What the DG Budget Office of the Federal is saying

Yakubu noted that this new directive is not a punishment but rather an alignment, adding that it could act as an incentive for the different levels of government to support cost-reflective efficiency as well as have a power market that can deliver.

He said, “If we want a stable power sector, we must pay for the choices we make. When tariffs are held below cost, a gap is created. That gap is a subsidy. And a subsidy is a bill.”

He added that from 2026, the Federal Government would no longer treat electricity subsidies as an open-ended obligation borne solely by the centre, especially where policy decisions and political benefits are shared.

“In 2026, we will stop pretending that this bill can be left to the Federal Government alone, especially where the policy choice or the political benefit is shared across tiers of government,” Yakubu said.

He noted that the President has instructed that the existing electricity sector legal framework be invoked to ensure that subsidy sharing is practical, transparent, and enforceable.

He said, “This means subsidy costs must be explicit, tracked, and funded, so they do not return as arrears, liquidity crises, or hidden liabilities in the market. If any tier of government chooses affordability interventions, the funding responsibilities must be clear, agreed, and enforceable.’’

“This is not punishment.

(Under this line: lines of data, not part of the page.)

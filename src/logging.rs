use axum::{
    extract::{MatchedPath, Request},
    middleware::Next,
    response::Response,
};
use std::time::Instant;
use tracing::{error, info, warn};
use tracing_appender::rolling::{RollingFileAppender, Rotation};
use tracing_subscriber::{EnvFilter, Layer, fmt, layer::SubscriberExt, util::SubscriberInitExt};

const LOG_DIR: &str = "storage/logs";

pub async fn logging_middleware(req: Request, next: Next) -> Response {
    let start = Instant::now();
    let method = req.method().clone();
    let path = req
        .extensions()
        .get::<MatchedPath>()
        .map(|p| p.as_str().to_string())
        .unwrap_or_else(|| req.uri().path().to_string());

    let request_id = uuid::Uuid::new_v4().to_string();

    info!(request_id = %request_id, method = %method, path = %path, "Incoming request");

    let response = next.run(req).await;
    let latency_ms = start.elapsed().as_millis() as u64;
    let status = response.status().as_u16();

    match status {
        400..=499 => warn!(
            request_id = %request_id,
            method = %method,
            path = %path,
            status,
            latency_ms,
            "Client error"
        ),
        500..=599 => error!(
            request_id = %request_id,
            method = %method,
            path = %path,
            status,
            latency_ms,
            "Server error"
        ),
        _ => info!(
            request_id = %request_id,
            method = %method,
            path = %path,
            status,
            latency_ms,
            "Request completed"
        ),
    }

    response
}

/// Console output plus daily-rotated error and JSON log files.
///
/// `RUST_LOG` overrides the console filter; otherwise `log_level` applies to
/// this crate.
pub fn init_tracing(log_level: &str) -> std::io::Result<()> {
    std::fs::create_dir_all(LOG_DIR)?;

    let console_filter = EnvFilter::try_from_default_env().unwrap_or_else(|_| {
        EnvFilter::new(format!(
            "{}={},tower_http=warn,sqlx=warn",
            env!("CARGO_CRATE_NAME"),
            log_level
        ))
    });

    let console_layer = fmt::layer()
        .with_target(false)
        .with_file(true)
        .with_line_number(true)
        .compact()
        .with_filter(console_filter);

    let file_layer = fmt::layer()
        .with_writer(RollingFileAppender::new(Rotation::DAILY, LOG_DIR, "bookstore.log"))
        .with_target(false)
        .with_file(true)
        .with_line_number(true)
        .with_ansi(false)
        .with_filter(EnvFilter::new("error"));

    let json_layer = fmt::layer()
        .json()
        .with_writer(RollingFileAppender::new(Rotation::DAILY, LOG_DIR, "bookstore.json"))
        .with_current_span(true)
        .with_span_list(true)
        .with_filter(EnvFilter::new("info"));

    tracing_subscriber::registry()
        .with(console_layer)
        .with(file_layer)
        .with(json_layer)
        .init();

    Ok(())
}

It is alignment. When everyone carries a fair share of the cost, everyone also has an incentive to support cost-reflective efficiency, targeted protection for the vulnerable, and a power market that can actually deliver,’’ Yakubu added.

The budget office boss told MDAs to fully disclose all subsidy-related costs in their 2026 budget submissions and avoid pushing unfunded liabilities into the electricity market.

More insights

This new directive by the Federal Government may not be unconnected with the debt crisis in the power sector, with the electricity-generating companies (GenCos) owed over N4 trillion.

In July, President Bola Tinubu, after a meeting with the representatives of electricity generating companies in Abuja, approved a N4 trillion bond initiative aimed at addressing the liquidity shortfall in Nigeria’s power sector.

Although some stakeholders have expressed their concerns with this strategy over debt-for-debt risk, government officials insist the approach will stabilise the power sector and support long-term economic growth.

Last week, the Federal Government recorded a full subscription for its N501 billion inaugural power sector bond issued under the Presidential Power Sector Debt Reduction Programme (PPSDRP), signalling strong investor confidence in ongoing electricity market reforms.

The bond issuance was aimed at addressing long-standing payment arrears owed to electricity generation companies.

What you should know

President Bola Ahmed Tinubu had, in June 2024, assented to the Electricity Act 2023, which was initially passed by lawmakers in July 2022.

  • The Electricity Act, which removed the power sector from the exclusive list, will replace the Electricity and Power Sector Reform Act of 2005.
  • It provides a framework to guide the post-privatization phase of the Nigerian Electricity Supply Industry (NESI) as well as encourage private sector investments in the sector.

The Act will bring about the de-monopolization of Nigeria’s electricity generation, transmission, and distribution of electricity at the National level and empower states, companies, and individuals to generate, transmit and distribute electricity.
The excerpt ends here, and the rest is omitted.